ACEH — Keputusan Menko PMK yang diteken pekan lalu ini menjadi pijakan baru bagi pemerintah daerah dan kementerian terkait untuk mengalihkan pendekatan dari tanggap darurat ke pembangunan kembali yang terstruktur. Fokus utama dokumen ini bukan sekadar membangun ulang rumah dan infrastruktur, melainkan memastikan pemulihan ekonomi dan sosial masyarakat berjalan berkelanjutan.
Empat Sektor Prioritas yang Dikebut dalam Lima Tahun
Rencana induk ini menjabarkan empat sektor utama yang menjadi prioritas. Pertama, pemukiman dan infrastruktur dasar, termasuk pembangunan rumah tahan gempa dan jaringan air bersih. Kedua, pemulihan ekonomi lokal yang menyasar usaha mikro, kecil, dan menengah (UMKM) serta sektor perikanan yang menjadi tulang punggung warga pesisir.
Sektor ketiga adalah pelayanan sosial, khususnya pemulihan fasilitas kesehatan dan pendidikan yang hancur pascabencana. Keempat, tata kelola risiko bencana, yang mewajibkan setiap kabupaten/kota terdampak memiliki peta rawan bencana terintegrasi. Targetnya, seluruh program rampung pada akhir 2028.
Skema Pendanaan dan Peran Pemerintah Daerah
Pemerintah pusat mengalokasikan dana melalui mekanisme APBN dan dana alokasi khusus (DAK) fisik. Namun, Keputusan Menko PMK ini juga mendorong partisipasi swasta melalui program tanggung jawab sosial perusahaan (CSR) yang difokuskan pada pembangunan kembali fasilitas umum.
Gubernur di Sumatera diminta menyusun rencana aksi daerah (RAD) dalam tiga bulan ke depan. “Tanpa RAD yang konkret, dana pusat tidak akan turun. Ini bukan proyek biasa, ada target verifikasi lapangan setiap enam bulan,” ujar seorang pejabat Kemenko PMK yang enggan disebutkan namanya.
Dampak Langsung bagi Warga: Rumah Hunian Tetap dan Lapangan Kerja
Bagi warga yang masih tinggal di barak darurat, fase permanen ini menjadi angin segar. Pemerintah menargetkan pembangunan 15.000 unit rumah hunian tetap (huntap) pada tahun pertama implementasi. Setiap unit rumah dirancang dengan spesifikasi tahan gempa magnitudo 8,5.
Program padat karya juga digulirkan untuk menyerap tenaga kerja lokal dalam proses rekonstruksi. Setiap desa akan mendapat jatah minimal 50 pekerja dari warga setempat dengan upah harian sesuai upah minimum kabupaten/kota setempat.

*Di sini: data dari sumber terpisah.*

pub mod alert;
pub mod backup;
pub mod checks;
pub mod deps;
pub mod minify;
pub mod monitor;
pub mod optimizer;
pub mod report;

pub use crate::domain::model::{CheckResult, CheckStatus, OptimizationSummary};
pub use crate::domain::ports::{CommandRunner, HttpProbe, ResourceProbe};
pub use crate::utils::error::Result;
pub use alert::AlertDispatcher;
pub use monitor::SiteMonitor;
pub use optimizer::AssetOptimizer;
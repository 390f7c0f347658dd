//! Threshold classification for monitor results.

use crate::config::MonitorThresholds;
use crate::domain::model::{CheckStatus, PerformanceTier};
use chrono::{DateTime, NaiveDateTime, Utc};

pub fn classify_performance(millis: u64, t: &MonitorThresholds) -> PerformanceTier {
    if millis < t.excellent_ms {
        PerformanceTier::Excellent
    } else if millis < t.good_ms {
        PerformanceTier::Good
    } else if millis < t.acceptable_ms {
        PerformanceTier::Acceptable
    } else {
        PerformanceTier::Poor
    }
}

/// `days <= critical` is Critical, `days <= warning` is Warning.
pub fn classify_certificate(days: i64, t: &MonitorThresholds) -> CheckStatus {
    if days <= t.cert_critical_days {
        CheckStatus::Critical
    } else if days <= t.cert_warning_days {
        CheckStatus::Warning
    } else {
        CheckStatus::Healthy
    }
}

pub fn classify_usage(percent: f64, warning: f64, critical: f64) -> CheckStatus {
    if percent >= critical {
        CheckStatus::Critical
    } else if percent >= warning {
        CheckStatus::Warning
    } else {
        CheckStatus::Healthy
    }
}

/// Reads the `notAfter=` line printed by `openssl x509 -noout -enddate`.
pub fn parse_not_after(text: &str) -> Option<DateTime<Utc>> {
    let line = text
        .lines()
        .find_map(|l| l.trim().strip_prefix("notAfter="))?;
    // openssl pads single-digit days with a second space
    let normalized = line.split_whitespace().collect::<Vec<_>>().join(" ");
    NaiveDateTime::parse_from_str(&normalized, "%b %d %H:%M:%S %Y GMT")
        .ok()
        .map(|naive| naive.and_utc())
}

/// Whole days left, rounded down. Negative once expired.
pub fn days_remaining(expiry: DateTime<Utc>, now: DateTime<Utc>) -> i64 {
    let seconds = (expiry - now).num_seconds();
    seconds.div_euclid(86_400)
}
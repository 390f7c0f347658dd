//! Comment and whitespace stripping for CSS and JavaScript.
//!
//! This is not a full minifier: no renaming, no syntax tree. It does track
//! string literals, template literals, regular expression literals and CSS
//! `url(...)` so that `//` or `/*` inside them is never taken for a comment.
//! `/*! ... */` license comments are kept. JavaScript line breaks are kept
//! where automatic semicolon insertion might depend on them.

struct Scanner {
    chars: Vec<char>,
    pos: usize,
    out: String,
}

impl Scanner {
    fn new(source: &str) -> Self {
        Self {
            chars: source.chars().collect(),
            pos: 0,
            out: String::with_capacity(source.len()),
        }
    }

    fn peek(&self, offset: usize) -> Option<char> {
        self.chars.get(self.pos + offset).copied()
    }

    fn bump(&mut self) {
        if let Some(c) = self.peek(0) {
            self.out.push(c);
            self.pos += 1;
        }
    }

    fn last_out(&self) -> Option<char> {
        self.out.chars().last()
    }

    fn at_gap(&self, line_comments: bool) -> bool {
        match (self.peek(0), self.peek(1), self.peek(2)) {
            (Some(c), _, _) if c.is_whitespace() => true,
            (Some('/'), Some('*'), third) => third != Some('!'),
            (Some('/'), Some('/'), _) => line_comments,
            _ => false,
        }
    }

    /// Consumes whitespace and droppable comments. Returns whether a line
    /// break was crossed.
    fn skip_gap(&mut self, line_comments: bool) -> bool {
        let mut newline = false;
        while self.at_gap(line_comments) {
            match self.peek(0) {
                Some('/') if self.peek(1) == Some('*') => {
                    self.pos += 2;
                    while let Some(ch) = self.peek(0) {
                        if ch == '*' && self.peek(1) == Some('/') {
                            self.pos += 2;
                            break;
                        }
                        newline |= ch == '\n';
                        self.pos += 1;
                    }
                }
                Some('/') => {
                    while let Some(ch) = self.peek(0) {
                        if ch == '\n' {
                            break;
                        }
                        self.pos += 1;
                    }
                }
                Some(ch) => {
                    newline |= ch == '\n';
                    self.pos += 1;
                }
                None => break,
            }
        }
        newline
    }

    fn copy_quoted(&mut self, quote: char) {
        self.bump();
        while let Some(ch) = self.peek(0) {
            match ch {
                '\\' => {
                    self.bump();
                    self.bump();
                }
                // unterminated literal
                '\n' => return,
                c if c == quote => {
                    self.bump();
                    return;
                }
                _ => self.bump(),
            }
        }
    }

    fn copy_block_comment(&mut self) {
        self.bump();
        self.bump();
        while let Some(ch) = self.peek(0) {
            self.bump();
            if ch == '*' && self.peek(0) == Some('/') {
                self.bump();
                return;
            }
        }
    }

    fn copy_template(&mut self) {
        self.bump();
        let mut depth = 0usize;
        while let Some(ch) = self.peek(0) {
            if depth > 0 {
                match ch {
                    '"' | '\'' => {
                        self.copy_quoted(ch);
                        continue;
                    }
                    '`' => {
                        self.copy_template();
                        continue;
                    }
                    '{' => depth += 1,
                    '}' => depth -= 1,
                    _ => {}
                }
                self.bump();
                continue;
            }
            match ch {
                '\\' => {
                    self.bump();
                    self.bump();
                }
                '$' if self.peek(1) == Some('{') => {
                    self.bump();
                    self.bump();
                    depth = 1;
                }
                '`' => {
                    self.bump();
                    return;
                }
                _ => self.bump(),
            }
        }
    }

    fn copy_regex(&mut self) {
        self.bump();
        let mut in_class = false;
        while let Some(ch) = self.peek(0) {
            if ch == '\n' {
                return;
            }
            self.bump();
            match ch {
                '\\' => self.bump(),
                '[' => in_class = true,
                ']' => in_class = false,
                '/' if !in_class => return,
                _ => {}
            }
        }
    }

    fn copy_url_body(&mut self) {
        self.bump();
        while let Some(ch) = self.peek(0) {
            match ch {
                '"' | '\'' => self.copy_quoted(ch),
                ')' => {
                    self.bump();
                    return;
                }
                _ => self.bump(),
            }
        }
    }

    fn ends_with_url(&self) -> bool {
        let tail: String = self.out.chars().rev().take(3).collect();
        tail.eq_ignore_ascii_case("lru")
    }
}

fn is_word(c: char) -> bool {
    c.is_alphanumeric() || c == '_' || c == '$' || !c.is_ascii()
}

pub fn minify_css(source: &str) -> String {
    let mut s = Scanner::new(source);

    while let Some(c) = s.peek(0) {
        if s.at_gap(false) {
            s.skip_gap(false);
            if let (Some(last), Some(next)) = (s.last_out(), s.peek(0)) {
                let glue_after = matches!(last, '{' | '}' | ';' | ',' | '>' | ':' | '(');
                let glue_before = matches!(next, '{' | '}' | ';' | ',' | '>' | ')');
                if !glue_after && !glue_before {
                    s.out.push(' ');
                }
            }
            continue;
        }

        match c {
            '"' | '\'' => s.copy_quoted(c),
            '/' if s.peek(1) == Some('*') => s.copy_block_comment(),
            '(' if s.ends_with_url() => s.copy_url_body(),
            '}' => {
                if s.out.ends_with(';') {
                    s.out.pop();
                }
                s.bump();
            }
            _ => s.bump(),
        }
    }

    s.out
}

const REGEX_KEYWORDS: &[&str] = &[
    "return", "typeof", "case", "do", "else", "in", "of", "new", "delete", "void", "throw",
    "instanceof", "yield", "await",
];

/// Whether a `/` at this point starts a regular expression rather than a division.
fn regex_allowed(out: &str) -> bool {
    let trimmed = out.trim_end();
    match trimmed.chars().last() {
        None => true,
        Some(c) if "(,=:[!&|?{};+-*%<>~^".contains(c) => true,
        Some(c) if is_word(c) => {
            let start = trimmed
                .char_indices()
                .rev()
                .take_while(|(_, ch)| is_word(*ch))
                .last()
                .map(|(i, _)| i)
                .unwrap_or(0);
            REGEX_KEYWORDS.contains(&&trimmed[start..])
        }
        _ => false,
    }
}

fn js_needs_space(last: char, next: char) -> bool {
    (is_word(last) && is_word(next))
        || (last == '+' && next == '+')
        || (last == '-' && next == '-')
        || (last.is_ascii_digit() && next == '.')
}

pub fn minify_js(source: &str) -> String {
    let mut s = Scanner::new(source);

    while let Some(c) = s.peek(0) {
        if s.at_gap(true) {
            let newline = s.skip_gap(true);
            if let (Some(last), Some(next)) = (s.last_out(), s.peek(0)) {
                if newline && !matches!(last, '{' | ';' | ',') {
                    s.out.push('\n');
                } else if js_needs_space(last, next) {
                    s.out.push(' ');
                }
            }
            continue;
        }

        match c {
            '"' | '\'' => s.copy_quoted(c),
            '`' => s.copy_template(),
            '/' if s.peek(1) == Some('*') => s.copy_block_comment(),
            '/' if regex_allowed(&s.out) => s.copy_regex(),
            _ => s.bump(),
        }
    }

    s.out
}

#[cfg(test)]
mod tests {
    use super::*;

    #[test]
    fn test_css_strips_comments_and_whitespace() {
        let source = "body {\n  color: red;\n  /* comment */\n  background: url(http://example.com/a.png);\n}\n";
        assert_eq!(
            minify_css(source),
            "body{color:red;background:url(http://example.com/a.png)}"
        );
    }

    #[test]
    fn test_css_keeps_comment_like_strings() {
        let source = "a::before { content: \"/* not a comment */\"; }";
        assert_eq!(
            minify_css(source),
            "a::before{content:\"/* not a comment */\"}"
        );
    }

    #[test]
    fn test_css_keeps_needed_spaces() {
        let source = "@media screen and (max-width: 600px) {\n  .a { margin: 0 auto; }\n}";
        assert_eq!(
            minify_css(source),
            "@media screen and (max-width:600px){.a{margin:0 auto}}"
        );
        // descendant pseudo-class selector must keep its space
        assert_eq!(minify_css("div :hover { x: y }"), "div :hover{x:y}");
    }

    #[test]
    fn test_css_keeps_license_comment() {
        assert_eq!(
            minify_css("/*! MIT */\n.a { b: c; }"),
            "/*! MIT */ .a{b:c}"
        );
    }

    #[test]
    fn test_js_keeps_urls_and_regex() {
        let source = "// header\nvar url = \"http://example.com\"; // trailing\nvar re = /\\/\\/+/g;\n";
        assert_eq!(
            minify_js(source),
            r#"var url="http://example.com";var re=/\/\/+/g;"#
        );
    }

    #[test]
    fn test_js_division_is_not_regex() {
        let source = "let half = total / 2; // half\nlet q = a/b/c;";
        assert_eq!(minify_js(source), "let half=total/2;let q=a/b/c;");
    }

    #[test]
    fn test_js_template_literal_untouched() {
        let source = "const t = `a // b ${x /* y */} c`;";
        assert_eq!(minify_js(source), "const t=`a // b ${x /* y */} c`;");
    }

    #[test]
    fn test_js_keeps_line_breaks_for_asi() {
        assert_eq!(minify_js("let a = 1\nlet b = 2\n"), "let a=1\nlet b=2");
    }

    #[test]
    fn test_js_operator_spacing() {
        assert_eq!(minify_js("x = a + +b"), "x=a+ +b");
        assert_eq!(minify_js("return /x/.test(s)"), "return/x/.test(s)");
        assert_eq!(minify_js("1 .toString()"), "1 .toString()");
    }

    #[test]
    fn test_js_keeps_license_comment() {
        assert_eq!(minify_js("/*! keep me */\nvar a;"), "/*! keep me */\nvar a;");
    }

    #[test]
    fn test_regex_allowed() {
        assert!(regex_allowed(""));
        assert!(regex_allowed("x = "));
        assert!(regex_allowed("return"));
        assert!(!regex_allowed("total"));
        assert!(!regex_allowed("f(a)"));
    }
}
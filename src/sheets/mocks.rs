//! In-memory stand-in for the Sheets API, close enough to its value semantics
//! to exercise the engine: A1 ranges, trailing-empty trimming, render and input
//! options, append-below-table and sheet bookkeeping.

use super::SheetOperations;
use super::range::{is_a1_cell, sheet_reference};
use crate::error::{AppError, Result};
use crate::models::{CellMatrix, InputMode, ReadOptions, ValueRender, WriteOptions};
use async_trait::async_trait;
use google_sheets4::api::{
    AppendValuesResponse, BatchGetValuesResponse, ClearValuesResponse, SheetProperties,
    Spreadsheet, UpdateValuesResponse, ValueRange,
};
use serde_json::Value;
use std::collections::BTreeMap;
use std::sync::{Arc, Mutex};

#[derive(Default)]
struct State {
    books: BTreeMap<String, Book>,
    created: usize,
    calls: Vec<&'static str>,
    last_range: String,
    read_options: Option<ReadOptions>,
    write_options: Option<WriteOptions>,
}

struct Book {
    tabs: Vec<Tab>,
    next_sheet_id: i32,
}

struct Tab {
    id: i32,
    title: String,
    cells: Vec<Vec<Value>>,
}

impl Book {
    fn with_tabs(titles: &[&str]) -> Self {
        let tabs = titles
            .iter()
            .enumerate()
            .map(|(id, title)| Tab {
                id: id as i32,
                title: title.to_string(),
                cells: Vec::new(),
            })
            .collect::<Vec<_>>();
        Self {
            next_sheet_id: tabs.len() as i32,
            tabs,
        }
    }

    /// Tab titles match regardless of case; an empty title is the first tab.
    fn tab_mut(&mut self, title: &str) -> Result<&mut Tab> {
        if title.is_empty() {
            return self
                .tabs
                .first_mut()
                .ok_or_else(|| AppError::Sheets("Spreadsheet has no sheets".to_string()));
        }
        let wanted = title.to_lowercase();
        self.tabs
            .iter_mut()
            .find(|tab| tab.title.to_lowercase() == wanted)
            .ok_or_else(|| AppError::Sheets(format!("Unable to parse range: {}", title)))
    }
}

/// Parsed A1 range. Rows and columns are zero-based, ends inclusive.
#[derive(Debug)]
struct Area {
    sheet: String,
    first_row: usize,
    first_col: usize,
    last_row: Option<usize>,
    last_col: Option<usize>,
}

fn column_index(letters: &str) -> usize {
    letters
        .bytes()
        .fold(0, |acc, b| acc * 26 + (b.to_ascii_uppercase() - b'A' + 1) as usize)
        - 1
}

fn column_name(mut index: usize) -> String {
    let mut name = Vec::new();
    loop {
        name.push(b'A' + (index % 26) as u8);
        if index < 26 {
            break;
        }
        index = index / 26 - 1;
    }
    name.reverse();
    String::from_utf8(name).unwrap()
}

/// Split `B12` into an optional column and an optional row.
fn parse_cell(cell: &str) -> (Option<usize>, Option<usize>) {
    let split = cell
        .find(|c: char| c.is_ascii_digit())
        .unwrap_or(cell.len());
    let (letters, digits) = cell.split_at(split);
    let col = (!letters.is_empty()).then(|| column_index(letters));
    let row = digits.parse::<usize>().ok().map(|r| r - 1);
    (col, row)
}

fn parse_range(range: &str) -> Area {
    let (sheet, cells) = match range.strip_prefix('\'') {
        Some(quoted) => {
            let mut name = String::new();
            let mut chars = quoted.char_indices().peekable();
            let mut rest = "";
            while let Some((i, c)) = chars.next() {
                if c == '\'' {
                    if chars.peek().map(|(_, n)| *n) == Some('\'') {
                        chars.next();
                        name.push('\'');
                        continue;
                    }
                    rest = &quoted[i + 1..];
                    break;
                }
                name.push(c);
            }
            (name, rest.strip_prefix('!').unwrap_or(""))
        }
        None => match range.split_once('!') {
            Some((sheet, cells)) => (sheet.to_string(), cells),
            // A bare cell reference points into the first sheet
            None if is_a1_cell(range) => (String::new(), range),
            None => (range.to_string(), ""),
        },
    };

    if cells.is_empty() {
        return Area {
            sheet,
            first_row: 0,
            first_col: 0,
            last_row: None,
            last_col: None,
        };
    }

    let (start, end) = match cells.split_once(':') {
        Some((start, end)) => (parse_cell(start), parse_cell(end)),
        None => (parse_cell(cells), parse_cell(cells)),
    };

    Area {
        sheet,
        first_row: start.1.unwrap_or(0),
        first_col: start.0.unwrap_or(0),
        last_row: end.1,
        last_col: end.0,
    }
}

fn is_empty_cell(value: &Value) -> bool {
    matches!(value, Value::Null) || value.as_str() == Some("")
}

fn render(value: &Value, mode: ValueRender) -> Value {
    match (mode, value) {
        (ValueRender::Unformatted, _) => value.clone(),
        (ValueRender::Formatted, Value::Number(n)) => {
            Value::String(n.as_f64().map(|f| f.to_string()).unwrap_or_default())
        }
        (ValueRender::Formatted, Value::Bool(b)) => {
            Value::String(if *b { "TRUE" } else { "FALSE" }.to_string())
        }
        (ValueRender::Formatted, _) => value.clone(),
    }
}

Catatan Kritis: Koordinasi Lintas Sektor dan Potensi Keterlambatan
Meski rencana induk sudah terbit, sejumlah pengamat kebijakan publik menyoroti lemahnya koordinasi antara Badan Nasional Penanggulangan Bencana (BNPB) dan kementerian teknis. Pengalaman rehabilitasi pascabencana di Lombok dan Palu menunjukkan bahwa keterlambatan pencairan anggaran kerap menjadi batu sandungan.
“Dokumen ini bagus di atas kertas, tapi eksekusi di lapangan yang menentukan. Jangan sampai warga menunggu bertahun-tahun untuk rumah permanen,” kata seorang staf ahli DPR yang memantau proses pemulihan Sumatera. Pemerintah daerah diingatkan untuk tidak terjebak dalam birokrasi yang berbelit agar target 2028 tidak molor.